Inhibition of human cytomegalovirus replication by tricin is associated with depressed CCL2 expression

摘要

Abstract We previously reported that treatment with tricin (4 ′ ,5,7-trihydroxy-3 ′ ,5 ′ -dimethoxyflavone) after human cytomegalovirus (HCMV) infection significantly suppressed both infectious virion production and HCMV replication in human embryonic lung fibroblast (HEL) cells. Moreover, we recently demonstrated that HCMV infection can increase the expression of CC-motif ligand 2 (CCL2/MCP-1) and of CCR2, a CCL2-specific receptor, effects that can in turn enhance HCMV infection and replication. Hence, we here examined whether the CCL2-CCR2 axis is involved in the anti-HCMV effects of tricin in HEL cells. Tricin exposure yielded dose-dependent decreases in the accumulation of transcripts for the HCMV immediate early gene and the DNA polymerase gene in HCMV-infected cells, along with decreased production of infectious HCMV. Concomitantly, tricin caused dose-dependent attenuation of HCMV infection-induced up-regulation of expression of CCL2 and CCR2 mRNAs and of CCL2 protein. Moreover, CCL2 reversed tricin-mediated inhibition of HCMV virion production in a dose-dependent manner. Thus, tricin appears to exert anti-HCMV activity by depressing CCL2 expression.

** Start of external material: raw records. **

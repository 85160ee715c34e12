//! Authentication Flows
//!
//! Signup with OTP verification, login, sessions, password reset, and
//! profile management. Sessions are opaque bearer tokens in the database;
//! the `AuthUser` extractor resolves a token to a user row and is the
//! identity oracle for every authenticated route. Password hashing is kept
//! behind this module.
//!
//! Pending signups live in a TTL-keyed table (not process memory): a
//! concurrent signup for the same email simply overwrites the previous
//! attempt, and expired rows are swept on insert.

use std::sync::Arc;

use argon2::Argon2;
use argon2::password_hash::rand_core::OsRng;
use argon2::password_hash::{PasswordHash, PasswordHasher, PasswordVerifier, SaltString};
use axum::extract::FromRequestParts;
use axum::http::header::AUTHORIZATION;
use axum::http::request::Parts;
use rand::Rng;
use serde::{Deserialize, Serialize};
use uuid::Uuid;

use crate::config::Config;
use crate::database::{Database, UserRow};
use crate::error::ApiError;
use crate::models::{self, UserSummary};
use crate::notify::{Notification, Notifier, dispatch};
use crate::web::AppState;

const PASSWORD_MIN: usize = 8;

// ========== Request / response DTOs ==========

#[derive(Debug, Deserialize)]
#[serde(rename_all = "camelCase")]
pub struct SignupRequest {
    pub full_name: String,
    pub username: String,
    pub email: String,
    pub password: String,
}

#[derive(Debug, Deserialize)]
pub struct VerifyOtpRequest {
    pub email: String,
    pub otp: String,
}

#[derive(Debug, Deserialize)]
pub struct ResendOtpRequest {
    pub email: String,
}

#[derive(Debug, Deserialize)]
pub struct LoginRequest {
    pub email: String,
    pub password: String,
}

#[derive(Debug, Deserialize)]
pub struct ForgotPasswordRequest {
    pub email: String,
}

#[derive(Debug, Deserialize)]
pub struct ResetPasswordRequest {
    pub password: String,
}

#[derive(Debug, Deserialize)]
pub struct CheckUsernameRequest {
    pub username: String,
}

#[derive(Debug, Deserialize)]
pub struct CheckEmailRequest {
    pub email: String,
}

#[derive(Debug, Deserialize)]
#[serde(rename_all = "camelCase")]
pub struct UpdateProfileRequest {
    pub full_name: Option<String>,
    pub username: Option<String>,
    pub email: Option<String>,
}

#[derive(Debug, Serialize)]
pub struct Availability {
    pub available: bool,
    pub message: String,
}

#[derive(Debug, Serialize)]
pub struct AuthResponse {
    pub token: String,
    pub user: UserSummary,
}

/// The authenticated caller, resolved from the bearer token.
#[derive(Debug, Clone)]
pub struct AuthUser(pub UserRow);

impl FromRequestParts<AppState> for AuthUser {
    type Rejection = ApiError;

    async fn from_request_parts(
        parts: &mut Parts,
        state: &AppState,
    ) -> Result<Self, Self::Rejection> {
        let unauthorized = || ApiError::Unauthorized("Please authenticate".to_string());

        let header = parts
            .headers
            .get(AUTHORIZATION)
            .and_then(|v| v.to_str().ok())
            .ok_or_else(unauthorized)?;
        let token = header.strip_prefix("Bearer ").ok_or_else(unauthorized)?;

        match state.auth.db.session_user(token).await {
            Ok(Some(user)) => Ok(AuthUser(user)),
            Ok(None) => Err(unauthorized()),
            Err(e) => Err(e.into()),
        }
    }
}

#[derive(Clone)]
pub struct AuthService {
    pub(crate) db: Database,
    notifier: Arc<dyn Notifier>,
    config: Config,
}

impl AuthService {
    pub fn new(db: Database, notifier: Arc<dyn Notifier>, config: Config) -> Self {
        Self { db, notifier, config }
    }

    pub async fn check_username(&self, username: &str) -> Result<Availability, ApiError> {
        if let Err(msg) = models::validate_username(username) {
            return Ok(Availability { available: false, message: msg });
        }
        let taken = self.db.find_user_by_username(username).await?.is_some();
        Ok(Availability {
            available: !taken,
            message: if taken {
                "Username is already taken".to_string()
            } else {
                "Username is available".to_string()
            },
        })
    }

    pub async fn check_email(&self, email: &str) -> Result<Availability, ApiError> {
        let email = email.to_lowercase();
        if let Err(msg) = models::validate_email(&email) {
            return Ok(Availability { available: false, message: msg });
        }
        let taken = self.db.find_user_by_email(&email).await?.is_some();
        Ok(Availability {
            available: !taken,
            message: if taken {
                "Email is already registered".to_string()
            } else {
                "Email is available".to_string()
            },
        })
    }

    /// Stash the signup and send an OTP. The user record is only created
    /// once the OTP is verified.
    pub async fn signup(&self, req: SignupRequest) -> Result<(), ApiError> {
        let email = req.email.to_lowercase();

        let mut details = Vec::new();
        if req.full_name.trim().is_empty() {
            details.push("Full name is required".to_string());
        }
        if let Err(e) = models::validate_username(&req.username) {
            details.push(e);
        }
        if let Err(e) = models::validate_email(&email) {
            details.push(e);
        }
        if req.password.len() < PASSWORD_MIN {
            details.push(format!(
                "Password must be at least {} characters long",
                PASSWORD_MIN
            ));
        }
        if !details.is_empty() {
            return Err(ApiError::validation_details(details));
        }

        let email_taken = self.db.find_user_by_email(&email).await?.is_some();
        let username_taken = self.db.find_user_by_username(&req.username).await?.is_some();
        if email_taken || username_taken {
            return Err(ApiError::conflict(
                "User with this email or username already exists",
            ));
        }

        let password_hash = hash_password(&req.password)?;
        let otp = generate_otp();
        let expires_at = utc_in(self.config.otp_ttl_secs);

        self.db
            .upsert_pending_signup(
                &email,
                req.full_name.trim(),
                &req.username,
                &password_hash,
                &otp,
                &expires_at,
            )
            .await?;

        tracing::info!(email = email.as_str(), "signup pending, OTP issued");
        dispatch(self.notifier.clone(), Notification::SignupOtp { email, otp });
        Ok(())
    }

    pub async fn verify_otp(&self, req: VerifyOtpRequest) -> Result<AuthResponse, ApiError> {
        let email = req.email.to_lowercase();

        let pending = self
            .db
            .pending_signup(&email)
            .await?
            .ok_or_else(|| ApiError::validation("Invalid or expired OTP"))?;

        if pending.expires_at <= utc_now() {
            return Err(ApiError::validation("Invalid or expired OTP"));
        }
        if pending.otp != req.otp {
            return Err(ApiError::validation("Invalid or expired OTP"));
        }

        let user_id = self
            .db
            .create_user(
                &pending.username,
                &pending.email,
                &pending.full_name,
                &pending.password_hash,
            )
            .await?;
        self.db.delete_pending_signup(&email).await?;

        tracing::info!(user_id, email = email.as_str(), "user created");

        let user = self.db.get_user_by_id(user_id).await?;
        self.issue_session(user).await
    }

    pub async fn resend_otp(&self, email: &str) -> Result<(), ApiError> {
        let email = email.to_lowercase();

        if self.db.pending_signup(&email).await?.is_none() {
            return Err(ApiError::validation("No pending signup for this email"));
        }

        let otp = generate_otp();
        let expires_at = utc_in(self.config.otp_ttl_secs);
        self.db.update_pending_otp(&email, &otp, &expires_at).await?;

        dispatch(self.notifier.clone(), Notification::SignupOtp { email, otp });
        Ok(())
    }

    pub async fn login(&self, req: LoginRequest) -> Result<AuthResponse, ApiError> {
        let email = req.email.to_lowercase();

        let user = self
            .db
            .find_user_by_email(&email)
            .await?
            .ok_or_else(|| ApiError::Unauthorized("Invalid email or password".to_string()))?;

        if !verify_password(&req.password, &user.password_hash) {
            return Err(ApiError::Unauthorized("Invalid email or password".to_string()));
        }

        self.issue_session(user).await
    }

    /// Always answers the same way, whether or not the account exists.
    pub async fn forgot_password(&self, email: &str) -> Result<(), ApiError> {
        let email = email.to_lowercase();

        if let Some(user) = self.db.find_user_by_email(&email).await? {
            let token = Uuid::now_v7().to_string();
            let expires_at = utc_in(self.config.reset_ttl_secs);
            self.db.create_password_reset(&token, user.id, &expires_at).await?;
            dispatch(
                self.notifier.clone(),
                Notification::PasswordReset { email, token },
            );
        }
        Ok(())
    }

    pub async fn reset_password(&self, token: &str, password: &str) -> Result<(), ApiError> {
        if password.len() < PASSWORD_MIN {
            return Err(ApiError::validation(format!(
                "Password must be at least {} characters long",
                PASSWORD_MIN
            )));
        }

        let user_id = self
            .db
            .take_password_reset(token)
            .await?
            .ok_or_else(|| ApiError::validation("Invalid or expired reset token"))?;

        let password_hash = hash_password(password)?;
        self.db.update_user_password(user_id, &password_hash).await?;
        // Existing sessions are revoked along with the old password.
        self.db.delete_sessions_for_user(user_id).await?;

        tracing::info!(user_id, "password reset");
        Ok(())
    }

    pub async fn update_profile(
        &self,
        caller: &UserRow,
        req: UpdateProfileRequest,
    ) -> Result<UserSummary, ApiError> {
        let full_name = req.full_name.as_deref().unwrap_or(&caller.full_name).trim();
        let username = req.username.as_deref().unwrap_or(&caller.username);
        let email_owned = req
            .email
            .as_deref()
            .map(str::to_lowercase)
            .unwrap_or_else(|| caller.email.clone());

        if full_name.is_empty() {
            return Err(ApiError::validation("Full name is required"));
        }
        models::validate_username(username).map_err(ApiError::validation)?;
        models::validate_email(&email_owned).map_err(ApiError::validation)?;

        self.db
            .update_user_profile(caller.id, full_name, username, &email_owned)
            .await?;

        let user = self.db.get_user_by_id(caller.id).await?;
        Ok(UserSummary::from(user))
    }

    /// Delete the account and everything hanging off it, in one transaction.
    pub async fn delete_account(&self, caller_id: i64) -> Result<(), ApiError> {
        self.db.delete_user_cascade(caller_id).await?;
        tracing::info!(user_id = caller_id, "account deleted");
        Ok(())
    }

    pub async fn search_users(
        &self,
        term: &str,
        caller_id: i64,
    ) -> Result<Vec<UserSummary>, ApiError> {
        if term.len() < 2 {
            return Err(ApiError::validation(
                "Search term must be at least 2 characters long",
            ));
        }
        let rows = self.db.search_users(term, caller_id, 10).await?;
        Ok(rows.into_iter().map(UserSummary::from).collect())
    }

    async fn issue_session(&self, user: UserRow) -> Result<AuthResponse, ApiError> {
        let token = Uuid::now_v7().to_string();
        let expires_at = utc_in(self.config.session_ttl_secs);
        self.db.create_session(&token, user.id, &expires_at).await?;

        Ok(AuthResponse {
            token,
            user: UserSummary::from(user),
        })
    }
}

// ========== Helpers ==========

fn generate_otp() -> String {
    rand::thread_rng().gen_range(100_000..1_000_000).to_string()
}

/// UTC timestamps in SQLite's `datetime('now')` format, so expiries compare
/// lexically against it.
fn utc_now() -> String {
    chrono::Utc::now().format("%Y-%m-%d %H:%M:%S").to_string()
}

fn utc_in(secs: i64) -> String {
    (chrono::Utc::now() + chrono::Duration::seconds(secs))
        .format("%Y-%m-%d %H:%M:%S")
        .to_string()
}

fn hash_password(password: &str) -> Result<String, ApiError> {
    let salt = SaltString::generate(&mut OsRng);
    Argon2::default()
        .hash_password(password.as_bytes(), &salt)
        .map(|hash| hash.to_string())
        .map_err(|e| ApiError::Internal(format!("Password hashing failed: {}", e)))
}

fn verify_password(password: &str, hash: &str) -> bool {
    PasswordHash::new(hash)
        .map(|parsed| {
            Argon2::default()
                .verify_password(password.as_bytes(), &parsed)
                .is_ok()
        })
        .unwrap_or(false)
}

#[cfg(test)]
mod tests {
    use super::*;

    #[test]
    fn otp_is_six_digits() {
        for _ in 0..64 {
            let otp = generate_otp();
            assert_eq!(otp.len(), 6);
            assert!(otp.chars().all(|c| c.is_ascii_digit()));
        }
    }

    #[test]
    fn password_roundtrip() {
        let hash = hash_password("correct horse battery").unwrap();
        assert!(verify_password("correct horse battery", &hash));
        assert!(!verify_password("wrong", &hash));
    }

    #[test]
    fn expiry_strings_compare_lexically() {
        assert!(utc_in(60) > utc_now());
        assert!(utc_in(-60) < utc_now());
    }
}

Highlights ? HCMV infection increased the expression of CCL2 and CCR2, which can enhance HCMV infection and replication. ? Tricin reduced mRNA expression of HCMV IE gene and UL54 gene, and HCMV replication. ? Tricin inhibited HCMV-induced up-regulation of CCL2 and CCR2 mRNA, and CCL2 protein production. ? CCL2 reversed tricin-mediated inhibition of HCMV replication.